= Problem =
The expected response is a copy of every line in the entries below that includes the word "variables".

= Entries provided =
---

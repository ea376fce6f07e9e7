//! Testing utilities for partyline applications.
//!
//! - [`RecordingApp`] - answers a fixed response and remembers every request
//! - [`JoiningApp`] - accepts the invitation and registers scripted services
//! - Assertions over partyline answers, responses and RSVPs
//!
//! ```
//! use partyline_core::Party;
//! use partyline_testing::*;
//! use serde_json::json;
//!
//! let one = JoiningApp::new().service("ping", json!("pong from one"));
//! let two = JoiningApp::new().service("ping", json!("pong from two"));
//!
//! let party = Party::builder()
//!     .mount("/one", one.clone())
//!     .mount("/two", two.clone())
//!     .invites(["/one/__invite__", "/two/__invite__"])
//!     .build()
//!     .unwrap();
//! assert_all_accepted(party.rsvps());
//!
//! let answers = one.operator().unwrap().ask_around("ping", &json!(null)).unwrap();
//! assert_answers(&answers, &[json!("pong from two")]);
//! ```

pub mod assertions;
pub mod mock;

pub use assertions::*;
pub use mock::{JoiningApp, RecordedRequest, RecordingApp};
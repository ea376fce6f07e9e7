// Error types for configuration loading

use thiserror::Error;

#[derive(Error, Debug)]
pub enum ConfigError {
    #[error("Failed to load configuration: {0}")]
    LoadError(String),

    #[error("Failed to parse configuration: {0}")]
    ParseError(String),

    #[error("Validation error: {0}")]
    ValidationError(String),

    #[error("Serialization error: {0}")]
    SerializationError(String),

    #[error("Deserialization error: {0}")]
    DeserializationError(String),

    #[error("IO error: {0}")]
    IoError(#[from] std::io::Error),
}

pub type Result<T> = std::result::Result<T, ConfigError>;
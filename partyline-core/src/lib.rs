//! Core of the partyline: in-process routing and a synchronous message bus
//! for applications mounted side by side in one process.
//!
//! - [`Router`] picks a mounted application by longest path prefix.
//! - [`Partyline`] maps service names to ordered handlers and fans queries
//!   out to them.
//! - [`Operator`] is a mounted application's handle on the partyline; its
//!   queries skip the handlers it registered itself.
//! - [`Party`] owns a router and a partyline and runs the invitation
//!   handshake that hands each application its operator.

pub mod application;
pub mod bus;
pub mod environ;
pub mod error;
pub mod handler;
pub mod http;
pub mod invitation;
pub mod operator;
pub mod party;
pub mod routing;

pub use application::{Application, NotFoundApp};
pub use bus::{Broadcast, Partyline, PartylineBuilder, PartylineConfig, Registration};
pub use environ::Environ;
pub use error::{Error, HandlerError, Result};
pub use handler::{Handler, HandlerFn, HandlerId};
pub use http::{Request, Response};
pub use invitation::{invitation_request, Invitee, Rsvp, BASE_URL_KEY, DEFAULT_PARTYLINE_KEY};
pub use operator::{Operator, OperatorId};
pub use party::{Party, PartyBuilder, PartyConfig};
pub use routing::{Mount, RouteMatch, Router, RouterBuilder};
// Environment variable loading

use crate::{ConfigError, Result};
use std::collections::HashMap;
use std::path::Path;

/// Prefix of every variable the party reads
pub const ENV_PREFIX: &str = "PARTYLINE";

/// Environment variable loader.
///
/// Reads variables starting with `prefix`, strips the prefix and the
/// separating underscore, and lowercases the rest: `PARTYLINE_BASE_URL`
/// becomes `base_url`.
pub struct EnvLoader {
    prefix: String,
    vars: HashMap<String, String>,
}

impl EnvLoader {
    /// Loader over the current process environment
    pub fn new(prefix: impl Into<String>) -> Self {
        Self::with_vars(prefix, std::env::vars())
    }

    /// Loader over an explicit set of variables
    pub fn with_vars<I, K, V>(prefix: impl Into<String>, vars: I) -> Self
    where
        I: IntoIterator<Item = (K, V)>,
        K: Into<String>,
        V: Into<String>,
    {
        Self {
            prefix: prefix.into(),
            vars: vars
                .into_iter()
                .map(|(k, v)| (k.into(), v.into()))
                .collect(),
        }
    }

    /// Add variables from a `.env` file without overriding existing ones
    pub fn dotenv(mut self, path: impl AsRef<Path>) -> Result<Self> {
        let entries = dotenvy::from_path_iter(path.as_ref())
            .map_err(|e| ConfigError::LoadError(e.to_string()))?;

        for entry in entries {
            let (key, value) = entry.map_err(|e| ConfigError::ParseError(e.to_string()))?;
            self.vars.entry(key).or_insert(value);
        }
        Ok(self)
    }

    /// Prefixed variables with their keys normalized
    pub fn load(&self) -> HashMap<String, String> {
        self.vars
            .iter()
            .filter_map(|(key, value)| {
                let rest = key.strip_prefix(&self.prefix)?.strip_prefix('_')?;
                Some((rest.to_lowercase(), value.clone()))
            })
            .collect()
    }

    /// A single variable by its unprefixed name
    pub fn load_var(&self, key: &str) -> Option<&str> {
        let full_key = format!("{}_{}", self.prefix, key.to_uppercase());
        self.vars.get(&full_key).map(String::as_str)
    }

    pub fn load_var_or<'a>(&'a self, key: &str, default: &'a str) -> &'a str {
        self.load_var(key).unwrap_or(default)
    }
}

impl Default for EnvLoader {
    fn default() -> Self {
        Self::new(ENV_PREFIX)
    }
}
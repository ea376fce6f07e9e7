// Partyline - mount applications side by side and let them talk
//
// A router dispatches requests to mounted applications by longest path
// prefix; a partyline bus lets those applications query each other in
// process once the invitation handshake has handed each one its operator.

// Re-export core functionality
pub use partyline_core::*;

// Re-export logging bootstrap
pub use partyline_log;

// Re-export optional crates
#[cfg(feature = "config")]
pub use partyline_config;

#[cfg(feature = "testing")]
pub use partyline_testing;

// Prelude for common imports
pub mod prelude {
    pub use crate::{
        Application, BASE_URL_KEY, DEFAULT_PARTYLINE_KEY, Environ, Error, Handler, HandlerError,
        Invitee, Operator, Party, PartyConfig, Partyline, Request, Response, Router, Rsvp,
    };
    pub use serde_json::{Value, json};
}
//! Side-channel context carried alongside a request.
//!
//! The environ is a string-keyed map of shared, type-erased values. It is how
//! the invitation handshake hands an [`Operator`](crate::Operator) to a mounted
//! application: the party inserts the operator under a well-known key and the
//! application reads it back out by the same key.
//!
//! # Example
//!
//! ```rust
//! use partyline_core::Environ;
//!
//! let mut environ = Environ::new();
//! environ.insert("answer", 42i32);
//!
//! assert_eq!(environ.get::<i32>("answer"), Some(&42));
//! // Wrong type under an existing key behaves like a missing key.
//! assert_eq!(environ.get::<String>("answer"), None);
//! ```

use std::any::Any;
use std::collections::HashMap;
use std::sync::Arc;

/// String-keyed side-channel container.
///
/// Values are stored behind `Arc`, so cloning an environ is cheap and every
/// clone observes the same values.
#[derive(Clone, Default)]
pub struct Environ {
    map: HashMap<String, Arc<dyn Any + Send + Sync>>,
}

impl Environ {
    /// Create a new empty environ.
    #[inline]
    pub fn new() -> Self {
        Self {
            map: HashMap::new(),
        }
    }

    /// Insert a value under `key`, replacing any previous value.
    #[inline]
    pub fn insert<T: Send + Sync + 'static>(&mut self, key: impl Into<String>, value: T) {
        self.map.insert(key.into(), Arc::new(value));
    }

    /// Insert an Arc-wrapped value directly, keeping its identity.
    #[inline]
    pub fn insert_arc<T: Send + Sync + 'static>(&mut self, key: impl Into<String>, value: Arc<T>) {
        self.map
            .insert(key.into(), value as Arc<dyn Any + Send + Sync>);
    }

    /// Get a reference to the value under `key` if it has type `T`.
    #[inline]
    pub fn get<T: Send + Sync + 'static>(&self, key: &str) -> Option<&T> {
        self.map.get(key).and_then(|arc| arc.downcast_ref::<T>())
    }

    /// Get a shared handle to the value under `key` if it has type `T`.
    #[inline]
    pub fn get_arc<T: Send + Sync + 'static>(&self, key: &str) -> Option<Arc<T>> {
        self.map
            .get(key)
            .and_then(|arc| arc.clone().downcast::<T>().ok())
    }

    /// Check if any value exists under `key`.
    #[inline]
    pub fn contains(&self, key: &str) -> bool {
        self.map.contains_key(key)
    }

    /// Remove the value under `key`. Returns true if one existed.
    #[inline]
    pub fn remove(&mut self, key: &str) -> bool {
        self.map.remove(key).is_some()
    }

    #[inline]
    pub fn len(&self) -> usize {
        self.map.len()
    }

    #[inline]
    pub fn is_empty(&self) -> bool {
        self.map.is_empty()
    }

    /// Merge another environ into this one; `other` wins on key clashes.
    #[inline]
    pub fn extend(&mut self, other: Environ) {
        self.map.extend(other.map);
    }

    /// Iterate over the keys present.
    pub fn keys(&self) -> impl Iterator<Item = &str> {
        self.map.keys().map(String::as_str)
    }
}

impl std::fmt::Debug for Environ {
    fn fmt(&self, f: &mut std::fmt::Formatter<'_>) -> std::fmt::Result {
        let mut keys: Vec<&str> = self.keys().collect();
        keys.sort_unstable();
        f.debug_struct("Environ").field("keys", &keys).finish()
    }
}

---

= Exercise result =
/// Reads variables starting with `prefix`, strips the prefix and the
    /// Loader over an explicit set of variables
    /// Add variables from a `.env` file without overriding existing ones
    /// Prefixed variables with their keys normalized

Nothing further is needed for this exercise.